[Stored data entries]
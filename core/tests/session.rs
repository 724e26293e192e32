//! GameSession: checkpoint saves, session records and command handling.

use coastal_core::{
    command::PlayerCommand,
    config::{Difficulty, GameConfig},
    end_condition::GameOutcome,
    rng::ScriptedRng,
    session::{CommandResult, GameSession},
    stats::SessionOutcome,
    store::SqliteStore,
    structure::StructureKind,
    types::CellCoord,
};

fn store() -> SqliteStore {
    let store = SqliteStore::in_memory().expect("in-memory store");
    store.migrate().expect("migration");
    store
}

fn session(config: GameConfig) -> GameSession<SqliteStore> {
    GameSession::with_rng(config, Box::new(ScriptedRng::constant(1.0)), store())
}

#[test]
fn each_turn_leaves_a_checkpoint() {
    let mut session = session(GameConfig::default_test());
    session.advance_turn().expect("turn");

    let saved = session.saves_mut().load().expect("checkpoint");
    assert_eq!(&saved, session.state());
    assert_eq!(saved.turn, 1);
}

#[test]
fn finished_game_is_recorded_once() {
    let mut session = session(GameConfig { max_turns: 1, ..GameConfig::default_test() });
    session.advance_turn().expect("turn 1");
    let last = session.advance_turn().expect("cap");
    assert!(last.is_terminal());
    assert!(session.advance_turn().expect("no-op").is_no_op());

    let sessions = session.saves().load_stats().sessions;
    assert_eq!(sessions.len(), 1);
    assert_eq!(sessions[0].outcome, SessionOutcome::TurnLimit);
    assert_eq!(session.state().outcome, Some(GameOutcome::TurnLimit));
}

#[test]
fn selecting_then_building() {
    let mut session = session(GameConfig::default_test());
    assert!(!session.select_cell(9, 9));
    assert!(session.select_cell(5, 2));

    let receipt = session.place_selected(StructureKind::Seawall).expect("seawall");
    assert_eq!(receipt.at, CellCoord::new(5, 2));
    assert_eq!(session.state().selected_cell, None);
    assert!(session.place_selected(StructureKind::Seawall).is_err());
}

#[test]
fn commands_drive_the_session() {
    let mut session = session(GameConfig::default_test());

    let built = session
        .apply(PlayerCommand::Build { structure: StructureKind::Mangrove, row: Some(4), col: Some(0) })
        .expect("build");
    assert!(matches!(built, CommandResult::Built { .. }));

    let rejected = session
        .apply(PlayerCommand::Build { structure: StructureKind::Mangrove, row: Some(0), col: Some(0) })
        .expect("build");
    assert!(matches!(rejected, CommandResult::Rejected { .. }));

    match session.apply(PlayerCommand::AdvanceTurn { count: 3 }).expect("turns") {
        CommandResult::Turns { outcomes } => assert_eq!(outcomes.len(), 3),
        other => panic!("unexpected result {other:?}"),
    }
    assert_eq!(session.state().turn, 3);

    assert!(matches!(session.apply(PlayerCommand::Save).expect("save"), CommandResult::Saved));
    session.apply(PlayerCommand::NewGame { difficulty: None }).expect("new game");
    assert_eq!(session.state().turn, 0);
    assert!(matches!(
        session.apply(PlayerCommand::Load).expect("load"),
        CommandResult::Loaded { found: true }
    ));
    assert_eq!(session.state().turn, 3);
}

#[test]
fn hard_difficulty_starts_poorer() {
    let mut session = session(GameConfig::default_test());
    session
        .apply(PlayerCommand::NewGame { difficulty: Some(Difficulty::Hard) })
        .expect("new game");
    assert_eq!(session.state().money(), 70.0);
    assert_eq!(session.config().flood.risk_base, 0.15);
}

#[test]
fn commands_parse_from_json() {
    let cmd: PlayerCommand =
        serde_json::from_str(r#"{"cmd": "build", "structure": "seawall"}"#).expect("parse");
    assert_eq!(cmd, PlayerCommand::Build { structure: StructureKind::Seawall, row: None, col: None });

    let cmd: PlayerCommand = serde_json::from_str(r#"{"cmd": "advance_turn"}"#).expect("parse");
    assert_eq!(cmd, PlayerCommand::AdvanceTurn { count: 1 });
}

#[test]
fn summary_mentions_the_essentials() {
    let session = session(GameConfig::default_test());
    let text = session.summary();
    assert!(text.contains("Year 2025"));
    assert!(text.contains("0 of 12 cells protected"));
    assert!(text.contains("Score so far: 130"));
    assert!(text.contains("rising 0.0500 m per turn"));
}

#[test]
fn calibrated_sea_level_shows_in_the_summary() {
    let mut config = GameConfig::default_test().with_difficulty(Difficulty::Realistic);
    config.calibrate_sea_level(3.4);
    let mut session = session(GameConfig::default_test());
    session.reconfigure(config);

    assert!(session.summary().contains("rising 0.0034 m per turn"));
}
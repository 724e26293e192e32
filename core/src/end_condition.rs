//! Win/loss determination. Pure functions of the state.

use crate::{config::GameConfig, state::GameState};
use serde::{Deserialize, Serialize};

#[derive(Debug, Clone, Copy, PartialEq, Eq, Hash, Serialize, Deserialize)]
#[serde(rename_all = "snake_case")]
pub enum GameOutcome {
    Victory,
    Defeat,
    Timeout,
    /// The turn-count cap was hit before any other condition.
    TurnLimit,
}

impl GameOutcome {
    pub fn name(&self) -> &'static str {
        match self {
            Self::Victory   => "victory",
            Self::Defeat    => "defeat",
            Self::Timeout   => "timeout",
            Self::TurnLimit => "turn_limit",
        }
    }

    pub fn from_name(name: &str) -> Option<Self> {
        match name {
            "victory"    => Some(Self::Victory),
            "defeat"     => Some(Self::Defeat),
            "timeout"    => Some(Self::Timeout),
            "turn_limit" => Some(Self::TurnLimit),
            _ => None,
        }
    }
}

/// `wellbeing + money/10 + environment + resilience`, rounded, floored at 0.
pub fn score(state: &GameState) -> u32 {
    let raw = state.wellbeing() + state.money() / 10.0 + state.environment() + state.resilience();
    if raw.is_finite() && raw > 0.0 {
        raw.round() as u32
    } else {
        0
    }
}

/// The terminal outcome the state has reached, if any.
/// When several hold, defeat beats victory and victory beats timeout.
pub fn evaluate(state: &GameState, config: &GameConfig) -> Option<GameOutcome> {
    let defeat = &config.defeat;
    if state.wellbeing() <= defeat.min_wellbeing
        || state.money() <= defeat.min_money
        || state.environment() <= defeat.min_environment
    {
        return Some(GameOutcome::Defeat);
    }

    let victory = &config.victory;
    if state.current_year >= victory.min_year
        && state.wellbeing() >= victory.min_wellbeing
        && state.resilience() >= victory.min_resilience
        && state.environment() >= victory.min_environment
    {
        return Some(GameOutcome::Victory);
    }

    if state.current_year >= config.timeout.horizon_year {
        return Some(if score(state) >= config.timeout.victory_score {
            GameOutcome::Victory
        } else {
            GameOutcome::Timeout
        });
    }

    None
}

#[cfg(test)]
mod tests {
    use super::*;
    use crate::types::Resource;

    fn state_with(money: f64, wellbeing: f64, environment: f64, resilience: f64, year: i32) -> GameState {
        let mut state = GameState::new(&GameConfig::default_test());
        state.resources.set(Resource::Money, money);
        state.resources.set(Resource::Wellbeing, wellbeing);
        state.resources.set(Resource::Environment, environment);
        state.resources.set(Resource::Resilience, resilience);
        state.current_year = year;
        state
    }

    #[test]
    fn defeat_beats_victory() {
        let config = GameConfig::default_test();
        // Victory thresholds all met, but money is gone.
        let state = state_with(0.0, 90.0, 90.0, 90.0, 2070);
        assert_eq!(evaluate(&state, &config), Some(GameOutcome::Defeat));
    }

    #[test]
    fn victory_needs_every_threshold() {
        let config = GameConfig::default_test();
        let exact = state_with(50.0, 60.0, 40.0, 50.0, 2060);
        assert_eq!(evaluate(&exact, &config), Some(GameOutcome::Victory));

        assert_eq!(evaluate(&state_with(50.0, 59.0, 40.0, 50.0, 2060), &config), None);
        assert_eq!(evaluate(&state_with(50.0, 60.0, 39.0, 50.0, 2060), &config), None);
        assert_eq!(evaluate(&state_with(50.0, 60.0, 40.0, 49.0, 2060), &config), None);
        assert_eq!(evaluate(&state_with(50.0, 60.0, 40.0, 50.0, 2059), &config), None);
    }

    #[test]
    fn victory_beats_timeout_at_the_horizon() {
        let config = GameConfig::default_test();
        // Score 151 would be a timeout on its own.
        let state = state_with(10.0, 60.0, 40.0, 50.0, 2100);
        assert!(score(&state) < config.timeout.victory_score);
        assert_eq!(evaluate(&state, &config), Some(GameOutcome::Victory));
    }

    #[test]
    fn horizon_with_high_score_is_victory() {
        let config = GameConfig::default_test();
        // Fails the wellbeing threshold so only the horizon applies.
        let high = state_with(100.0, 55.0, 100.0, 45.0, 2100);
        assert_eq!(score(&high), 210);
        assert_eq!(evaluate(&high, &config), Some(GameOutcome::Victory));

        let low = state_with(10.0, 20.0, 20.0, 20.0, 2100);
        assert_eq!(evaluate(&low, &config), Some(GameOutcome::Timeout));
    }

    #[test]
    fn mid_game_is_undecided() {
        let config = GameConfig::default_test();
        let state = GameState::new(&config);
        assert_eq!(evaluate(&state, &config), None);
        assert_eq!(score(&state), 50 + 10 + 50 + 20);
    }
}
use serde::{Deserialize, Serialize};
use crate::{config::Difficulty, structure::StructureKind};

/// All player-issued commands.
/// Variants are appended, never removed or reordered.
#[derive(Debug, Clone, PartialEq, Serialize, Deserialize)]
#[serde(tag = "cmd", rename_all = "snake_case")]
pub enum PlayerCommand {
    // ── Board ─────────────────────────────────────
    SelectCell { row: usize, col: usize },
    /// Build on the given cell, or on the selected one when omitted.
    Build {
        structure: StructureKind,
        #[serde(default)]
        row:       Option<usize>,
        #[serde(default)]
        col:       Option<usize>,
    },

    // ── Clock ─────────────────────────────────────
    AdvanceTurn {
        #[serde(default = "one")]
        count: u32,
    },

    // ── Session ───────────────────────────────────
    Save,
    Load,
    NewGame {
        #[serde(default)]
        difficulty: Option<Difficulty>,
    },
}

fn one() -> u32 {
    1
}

▶ EXERCISE DESCRIPTION
Please give the number of lines above that include the string "AdvanceTurn", with nothing added.

▶ OUTPUT
3